Best Buy said Tuesday it will sell its 50 percent stake in Best Buy Europe to Carphone Warehouse for $775 million in cash and stock, continuing its strategy of simplifying its operations. Best Buy shares jumped 7 percent, or $1.79, to close Tuesday at $25.99.

Since CEO Hubert Joly joined Best Buy last September, the company has wound down its venture capital business, reduced its reliance on consultants, and ended its Geek Squad experiment with Target Corp. The company, of course, is trying to cut costs while focusing its resources primarily on fixing its core U.S. stores. But the moves also suggest that if Best Buy needs innovation, it will rely on its own talent, including chief financial officer Sharon McCollam, U.S. stores chief Shawn Score, and e-commerce president Scott Durchslag.

Best Buy's "intellectual fire power will come from within," said Brian Yarbrough, a retail analyst with Edward Jones. That includes recent hires like Joly, who previously led Carlson; McCollam, who launched Williams-Sonoma's e-commerce business, and Durchslag, a former president of Expedia.

"We concluded that the timing and economics were right to enter into this agreement," Joly said of Best Buy's announcement. "This transaction allows us to simplify our business ... and strengthen our balance sheet."

Best Buy declined to comment further Tuesday.

Throughout its history, the company has relied on an army of consultants and coaches to craft strategy and mentor leaders, yet reserved its most important position, CEO, to longtime store veterans Brad Anderson, Brian Dunn and founder Richard Schulze.

In addition, over the past decade, Best Buy has partnered with a hodgepodge of outside groups including MIT Media Lab, Carnegie Mellon and Silicon Valley tech enthusiasts. The company created a Strategy and Innovation Department, which even included a venture capital unit that invested money in high-tech start-ups.

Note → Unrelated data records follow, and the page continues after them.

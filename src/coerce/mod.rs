//! Value coercion: turns raw wire values into typed Rust values, consulting
//! a caller-supplied [`TypeMap`] before falling back to the built-in defaults.
mod array;
mod composite;
mod scalar;

use once_cell::sync::Lazy;
use std::collections::HashMap;
use std::fmt;
use std::sync::Arc;

use crate::config::CoercerConfig;
use crate::error::Result;
use crate::types::{Format, RawScalar, RawValue, TypeDescriptor, TypeMap, Value};

/// Default decoder for an engine-specific scalar type the built-in table
/// doesn't cover
pub type ExtensionDecoder = Arc<dyn Fn(&RawScalar) -> std::result::Result<Value, String> + Send + Sync>;

static DEFAULT_COERCER: Lazy<Coercer> = Lazy::new(Coercer::new);

/// Coerce with a process-wide coercer using the default configuration and
/// no extension decoders
pub fn coerce(raw: &RawValue, descriptor: &TypeDescriptor, type_map: &TypeMap) -> Result<Value> {
    DEFAULT_COERCER.coerce(raw, descriptor, type_map)
}

/// Stateless apart from its configuration and extension decoders, both fixed
/// at construction, so one coercer can serve any number of threads.
#[derive(Clone, Default)]
pub struct Coercer {
    config: CoercerConfig,
    extensions: Arc<HashMap<String, ExtensionDecoder>>,
}

impl Coercer {
    pub fn new() -> Self {
        Self::default()
    }

    pub fn with_config(config: CoercerConfig) -> Self {
        Self {
            config,
            extensions: Arc::default(),
        }
    }

    pub fn builder() -> CoercerBuilder {
        CoercerBuilder::default()
    }

    pub fn config(&self) -> &CoercerConfig {
        &self.config
    }

    /// Whether a value of this scalar type can be coerced without an override
    pub fn has_default(&self, descriptor: &TypeDescriptor) -> bool {
        match descriptor {
            TypeDescriptor::Scalar { name, .. } => {
                self.extensions.contains_key(name) || descriptor.pg_type().is_some()
            }
            TypeDescriptor::Enum { .. } => true,
            TypeDescriptor::Array { element } => self.has_default(element),
            TypeDescriptor::Composite { fields, .. } => {
                fields.iter().all(|field| self.has_default(&field.ty))
            }
        }
    }

    /// Coerce one raw value according to its descriptor and the effective
    /// type map. NULL becomes `Value::Null` of the descriptor's category
    /// whatever the map says; arrays and composites are coerced element by
    /// element with the same map, and the first failure is returned
    /// annotated with where it happened.
    pub fn coerce(&self, raw: &RawValue, descriptor: &TypeDescriptor, type_map: &TypeMap) -> Result<Value> {
        if raw.is_null() {
            return Ok(Value::Null(descriptor.category()));
        }

        match descriptor {
            TypeDescriptor::Scalar { .. } | TypeDescriptor::Enum { .. } => {
                self.coerce_scalar(raw, descriptor, type_map)
            }
            TypeDescriptor::Array { element } => self.coerce_array(raw, descriptor, element, type_map),
            TypeDescriptor::Composite { name, fields } => {
                self.coerce_composite(raw, name, fields, type_map)
            }
        }
    }

    fn extension(&self, type_name: &str) -> Option<&ExtensionDecoder> {
        self.extensions.get(type_name)
    }
}

impl fmt::Debug for Coercer {
    fn fmt(&self, f: &mut fmt::Formatter<'_>) -> fmt::Result {
        let mut extensions: Vec<&str> = self.extensions.keys().map(String::as_str).collect();
        extensions.sort_unstable();
        f.debug_struct("Coercer")
            .field("config", &self.config)
            .field("extensions", &extensions)
            .finish()
    }
}

#[derive(Default)]
pub struct CoercerBuilder {
    config: CoercerConfig,
    extensions: HashMap<String, ExtensionDecoder>,
}

impl CoercerBuilder {
    pub fn config(mut self, config: CoercerConfig) -> Self {
        self.config = config;
        self
    }

    pub fn max_array_dimensions(mut self, max: usize) -> Self {
        self.config.max_array_dimensions = max;
        self
    }

    /// Register the default decoder for a scalar type name. Overrides in a
    /// type map still take precedence; built-ins are consulted only when no
    /// extension matches.
    pub fn extension<F>(mut self, type_name: impl Into<String>, decoder: F) -> Self
    where
        F: Fn(&RawScalar) -> std::result::Result<Value, String> + Send + Sync + 'static,
    {
        self.extensions.insert(type_name.into(), Arc::new(decoder));
        self
    }

    pub fn build(self) -> Coercer {
        Coercer {
            config: self.config,
            extensions: Arc::new(self.extensions),
        }
    }
}

/// Format to report for a failure about the payload as a whole. Pre-split
/// payloads report the format of their first scalar.
fn payload_format(raw: &RawValue) -> Format {
    scalar_format(raw).unwrap_or(Format::Text)
}

fn scalar_format(raw: &RawValue) -> Option<Format> {
    match raw {
        RawValue::Scalar(scalar) => Some(scalar.format()),
        RawValue::Sequence(items) | RawValue::Record(items) => items.iter().find_map(scalar_format),
        RawValue::Null => None,
    }
}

"It was more of an organized way to discover outside innovation and vetted where it might fit in Best Buy," said Kim Garretson, the company's former liaison to the venture capital community.

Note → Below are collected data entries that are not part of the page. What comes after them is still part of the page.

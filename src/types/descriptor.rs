use postgres_protocol::Oid;
use std::fmt;
use std::sync::Arc;

use crate::types::PgType;

/// Shape of a value: what a NULL of this type still reports itself as
#[derive(Debug, Clone, Copy, PartialEq, Eq, Hash)]
pub enum Category {
    Scalar,
    Sequence,
    Record,
}

impl fmt::Display for Category {
    fn fmt(&self, f: &mut fmt::Formatter<'_>) -> fmt::Result {
        match self {
            Category::Scalar => write!(f, "scalar"),
            Category::Sequence => write!(f, "array"),
            Category::Record => write!(f, "composite"),
        }
    }
}

/// Catalog metadata for a database-side type.
///
/// Descriptors are immutable and cheap to clone; nested parts are shared
/// behind `Arc` so the schema layer can cache and hand them out freely.
/// Every descriptor is a finite tree, so recursing over one terminates.
#[derive(Debug, Clone, PartialEq, Eq, Hash)]
pub enum TypeDescriptor {
    /// A scalar identified by its canonical name. Names with no built-in
    /// default (extension types such as `hstore`) are scalars too.
    Scalar { name: String, oid: Option<Oid> },
    Array { element: Arc<TypeDescriptor> },
    Composite {
        name: String,
        fields: Arc<[FieldDescriptor]>,
    },
    Enum { name: String, labels: Arc<[String]> },
}

#[derive(Debug, Clone, PartialEq, Eq, Hash)]
pub struct FieldDescriptor {
    pub name: String,
    pub ty: TypeDescriptor,
}

impl FieldDescriptor {
    pub fn new(name: impl Into<String>, ty: TypeDescriptor) -> Self {
        Self {
            name: name.into(),
            ty,
        }
    }
}

impl TypeDescriptor {
    pub fn scalar(name: impl Into<String>) -> Self {
        let name = name.into();
        let oid = PgType::from_name(&name).map(|t| t.to_oid());
        TypeDescriptor::Scalar { name, oid }
    }

    pub fn builtin(pg_type: PgType) -> Self {
        TypeDescriptor::Scalar {
            name: pg_type.name().to_string(),
            oid: Some(pg_type.to_oid()),
        }
    }

    pub fn array(element: TypeDescriptor) -> Self {
        TypeDescriptor::Array {
            element: Arc::new(element),
        }
    }

    pub fn composite<N, I>(name: impl Into<String>, fields: I) -> Self
    where
        N: Into<String>,
        I: IntoIterator<Item = (N, TypeDescriptor)>,
    {
        TypeDescriptor::Composite {
            name: name.into(),
            fields: fields
                .into_iter()
                .map(|(n, ty)| FieldDescriptor::new(n, ty))
                .collect(),
        }
    }

    pub fn enumeration<L, I>(name: impl Into<String>, labels: I) -> Self
    where
        L: Into<String>,
        I: IntoIterator<Item = L>,
    {
        TypeDescriptor::Enum {
            name: name.into(),
            labels: labels.into_iter().map(Into::into).collect(),
        }
    }

    /// Parse a SQL type name into a descriptor.
    ///
    /// Understands the built-in aliases, `[]` and `[N]` suffixes and the
    /// catalog's `_elem` array naming. Declared dimensions collapse into one
    /// array level (`int4[][]` is `int4[]`); the value decides how many
    /// dimensions it has. Anything unknown becomes a scalar carrying the name
    /// as written, to be served by an override or an extension decoder.
    pub fn parse(sql_name: &str) -> Self {
        let trimmed = sql_name.trim();

        if let Some(inner) = strip_array_suffix(trimmed) {
            return match Self::parse(inner) {
                array @ TypeDescriptor::Array { .. } => array,
                element => Self::array(element),
            };
        }
        if let Some(element) = trimmed.strip_prefix('_') {
            if let Some(pg_type) = PgType::from_name(element) {
                return Self::array(Self::builtin(pg_type));
            }
        }

        match PgType::from_sql_name(trimmed) {
            Some(pg_type) => Self::builtin(pg_type),
            None => Self::scalar(trimmed),
        }
    }

    /// The name used for type map lookups. Arrays answer with their
    /// element's name, so one override covers both `T` and `T[]`.
    pub fn name(&self) -> &str {
        match self {
            TypeDescriptor::Scalar { name, .. }
            | TypeDescriptor::Composite { name, .. }
            | TypeDescriptor::Enum { name, .. } => name.as_str(),
            TypeDescriptor::Array { element } => element.name(),
        }
    }

    pub fn category(&self) -> Category {
        match self {
            TypeDescriptor::Scalar { .. } | TypeDescriptor::Enum { .. } => Category::Scalar,
            TypeDescriptor::Array { .. } => Category::Sequence,
            TypeDescriptor::Composite { .. } => Category::Record,
        }
    }

    pub fn oid(&self) -> Option<Oid> {
        match self {
            TypeDescriptor::Scalar { oid, .. } => *oid,
            TypeDescriptor::Array { element } => element
                .pg_type()
                .and_then(|t| t.array_oid()),
            _ => None,
        }
    }

    /// Built-in scalar this descriptor names, if any
    pub fn pg_type(&self) -> Option<PgType> {
        match self {
            TypeDescriptor::Scalar { name, oid } => oid
                .and_then(PgType::from_oid)
                .filter(|t| t.name() == name.as_str())
                .or_else(|| PgType::from_name(name)),
            _ => None,
        }
    }

    pub fn element(&self) -> Option<&TypeDescriptor> {
        match self {
            TypeDescriptor::Array { element } => Some(element.as_ref()),
            _ => None,
        }
    }

    pub fn fields(&self) -> &[FieldDescriptor] {
        match self {
            TypeDescriptor::Composite { fields, .. } => &fields[..],
            _ => &[],
        }
    }

    /// Structural nesting depth; a scalar is depth 1
    pub fn depth(&self) -> usize {
        match self {
            TypeDescriptor::Scalar { .. } | TypeDescriptor::Enum { .. } => 1,
            TypeDescriptor::Array { element } => 1 + element.depth(),
            TypeDescriptor::Composite { fields, .. } => {
                1 + fields.iter().map(|f| f.ty.depth()).max().unwrap_or(0)
            }
        }
    }
}

impl fmt::Display for TypeDescriptor {
    fn fmt(&self, f: &mut fmt::Formatter<'_>) -> fmt::Result {
        match self {
            TypeDescriptor::Array { element } => write!(f, "{element}[]"),
            other => f.write_str(other.name()),
        }
    }
}

/// Strip one `[]` or `[N]` suffix
fn strip_array_suffix(name: &str) -> Option<&str> {
    let body = name.strip_suffix(']')?;
    let open = body.rfind('[')?;
    body[open + 1..]
        .chars()
        .all(|c| c.is_ascii_digit())
        .then(|| name[..open].trim_end())
}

But Best Buy's European joint venture with Carphone Warehouse, launched in 2008, was its most ambitious alliance with an outside partner. Best Buy invested $2.1 billion in the new company, which would build branded big boxes and operate Carphone Warehouse stores in countries such as Spain, France and Portugal.

But Europe's economic woes have weighed heavily on business. In 2012, Best Buy closed all of its branded big-box stores in the United Kingdom and Turkey. What remains are about 2,400 smaller-format Carphone Warehouse and the Phone House stores Best Buy operates in partnership with Carphone Warehouse in recession-wracked Europe.

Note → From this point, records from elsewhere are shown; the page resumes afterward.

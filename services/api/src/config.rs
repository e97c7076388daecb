//! services/api/src/config.rs
//!
//! Defines the application's configuration structure and loading logic.
//!
//! All configuration is loaded from environment variables at startup. The `.env`
//! file is used for local development.

use std::net::SocketAddr;
use std::str::FromStr;
use std::time::Duration;
use tracing::Level;

/// A custom error type for configuration loading failures.
#[derive(Debug, thiserror::Error)]
pub enum ConfigError {
    #[error("Missing the environment variable {0}")]
    MissingVar(String),
    #[error("Invalid value for the environment variable {0}: {1}")]
    InvalidValue(String, String),
}

/// Upper bound for a note lifetime, whether requested or defaulted: 30 days.
pub const MAX_TTL_HOURS: i64 = 720;

/// Retry budget for flushing a session's content before it is evicted.
#[derive(Clone, Copy, Debug, PartialEq, Eq)]
pub struct FlushPolicy {
    pub max_attempts: u32,
    pub base_backoff: Duration,
}

impl Default for FlushPolicy {
    fn default() -> Self {
        Self {
            max_attempts: 5,
            base_backoff: Duration::from_millis(200),
        }
    }
}

/// Holds all configuration loaded from the environment at startup.
#[derive(Clone, Debug)]
pub struct Config {
    pub bind_address: SocketAddr,
    /// `None` runs the server against the in-memory repository.
    pub database_url: Option<String>,
    pub log_level: Level,
    pub client_url: String,
    pub note_ttl_hours: i64,
    pub flush_interval: Duration,
    pub flush_policy: FlushPolicy,
}

impl Config {
    /// Loads configuration from environment variables.
    ///
    /// It will look for a `.env` file in the current directory for development,
    /// but this is skipped in test environments to ensure tests are hermetic.
    pub fn from_env() -> Result<Self, ConfigError> {
        if !cfg!(test) {
            dotenvy::dotenv().ok();
        }
        Self::from_lookup(|key| std::env::var(key).ok())
    }

    /// Builds the configuration from an arbitrary key lookup.
    pub fn from_lookup<F>(lookup: F) -> Result<Self, ConfigError>
    where
        F: Fn(&str) -> Option<String>,
    {
        // --- Server and Database Settings ---
        let bind_address = parse_or(&lookup, "BIND_ADDRESS", "0.0.0.0:5030".parse::<SocketAddr>())?;
        let database_url = lookup("DATABASE_URL").filter(|url| !url.trim().is_empty());

        let log_level_str = lookup("RUST_LOG").unwrap_or_else(|| "INFO".to_string());
        let log_level = log_level_str.parse::<Level>().map_err(|_| {
            ConfigError::InvalidValue(
                "RUST_LOG".to_string(),
                format!("'{}' is not a valid log level", log_level_str),
            )
        })?;

        let client_url =
            lookup("CLIENT_URL").unwrap_or_else(|| "http://localhost:5173".to_string());

        // --- Note and Session Settings ---
        let note_ttl_hours: i64 = parse_or(&lookup, "NOTE_TTL_HOURS", Ok(24))?;
        if !(1..=MAX_TTL_HOURS).contains(&note_ttl_hours) {
            return Err(ConfigError::InvalidValue(
                "NOTE_TTL_HOURS".to_string(),
                format!("must be between 1 and {}", MAX_TTL_HOURS),
            ));
        }

        let flush_interval_secs: u64 = parse_or(&lookup, "FLUSH_INTERVAL_SECS", Ok(10))?;
        if flush_interval_secs == 0 {
            return Err(ConfigError::InvalidValue(
                "FLUSH_INTERVAL_SECS".to_string(),
                "must be at least 1".to_string(),
            ));
        }

        let defaults = FlushPolicy::default();
        let max_attempts: u32 = parse_or(&lookup, "FLUSH_MAX_ATTEMPTS", Ok(defaults.max_attempts))?;
        if max_attempts == 0 {
            return Err(ConfigError::InvalidValue(
                "FLUSH_MAX_ATTEMPTS".to_string(),
                "must be at least 1".to_string(),
            ));
        }
        let backoff_ms: u64 = parse_or(
            &lookup,
            "FLUSH_BACKOFF_MS",
            Ok(defaults.base_backoff.as_millis() as u64),
        )?;

        Ok(Self {
            bind_address,
            database_url,
            log_level,
            client_url,
            note_ttl_hours,
            flush_interval: Duration::from_secs(flush_interval_secs),
            flush_policy: FlushPolicy {
                max_attempts,
                base_backoff: Duration::from_millis(backoff_ms),
            },
        })
    }
}

/// Parses `key` when present, otherwise falls back to `default`.
fn parse_or<F, T>(
    lookup: &F,
    key: &str,
    default: Result<T, <T as FromStr>::Err>,
) -> Result<T, ConfigError>
where
    F: Fn(&str) -> Option<String>,
    T: FromStr,
    <T as FromStr>::Err: std::fmt::Display,
{
    match lookup(key) {
        Some(raw) => raw
            .trim()
            .parse::<T>()
            .map_err(|e| ConfigError::InvalidValue(key.to_string(), e.to_string())),
        None => default.map_err(|e| ConfigError::InvalidValue(key.to_string(), e.to_string())),
    }
}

Given Best Buy's focus on its struggling North American business, analysts say it makes sense to exit the joint venture.

"The long nightmare is finally over," Carol Levenson, director of research at Gimme Credit, wrote Tuesday in a research note. "Best Buy finally gave up on its ill-fated acquisition of half of the Carphone Warehouse and its ambitions to spread its big-box format throughout Europe."

But the joint venture was not just about building stores in Europe. Carphone Warehouse helped Best Buy develop its successful smaller mobile store format in the United States. Today, Best Buy Mobile generates about 30 percent of the company's overall operating profit, according to past Carphone Warehouse regulatory filings. This year, Best Buy plans to close up to 10 big-box stores and open about a dozen Best Buy Mobile stores, according to the company's recent annual report.

The Best Buy officials who worked on the mobile store format — Score and Jude Buckley — now hold top executive positions at the company.

Also, Best Buy has used the training it developed for Best Buy Mobile employees to retrain its regular Blue Shirt workers, which the retailer credited for helping to generate a better-than-expected performance during last year's holiday shopping season.

The Carphone Warehouse joint venture "did give Best Buy ammunition to push the mobile space," Yarbrough, the Edward Jones analyst, said. "From a customer service standpoint, that's what they developed and that's what they need to improve on" with the rest of Best Buy stores.

In some ways, Best Buy's struggles to grow sales have less to do with creating new ideas but rather implementing the ones they already have.

"We took our eye off the ball," Score told analysts during an investors meeting last November. "It's not as if we haven't been thinking about it. We just haven't done them."

Indeed, Joly's Renew Blue strategy depends more on execution than it does creativity. Given Best Buy's sales woes, that's fine for now, analysts say. But the company's leadership will need to eventually craft a long-term vision about where to position Best Buy in a rapidly changing industry, Yarbrough said.

"Retail evolves so much," he said. "You do need to stabilize the U.S., but how do you grow the business from there?"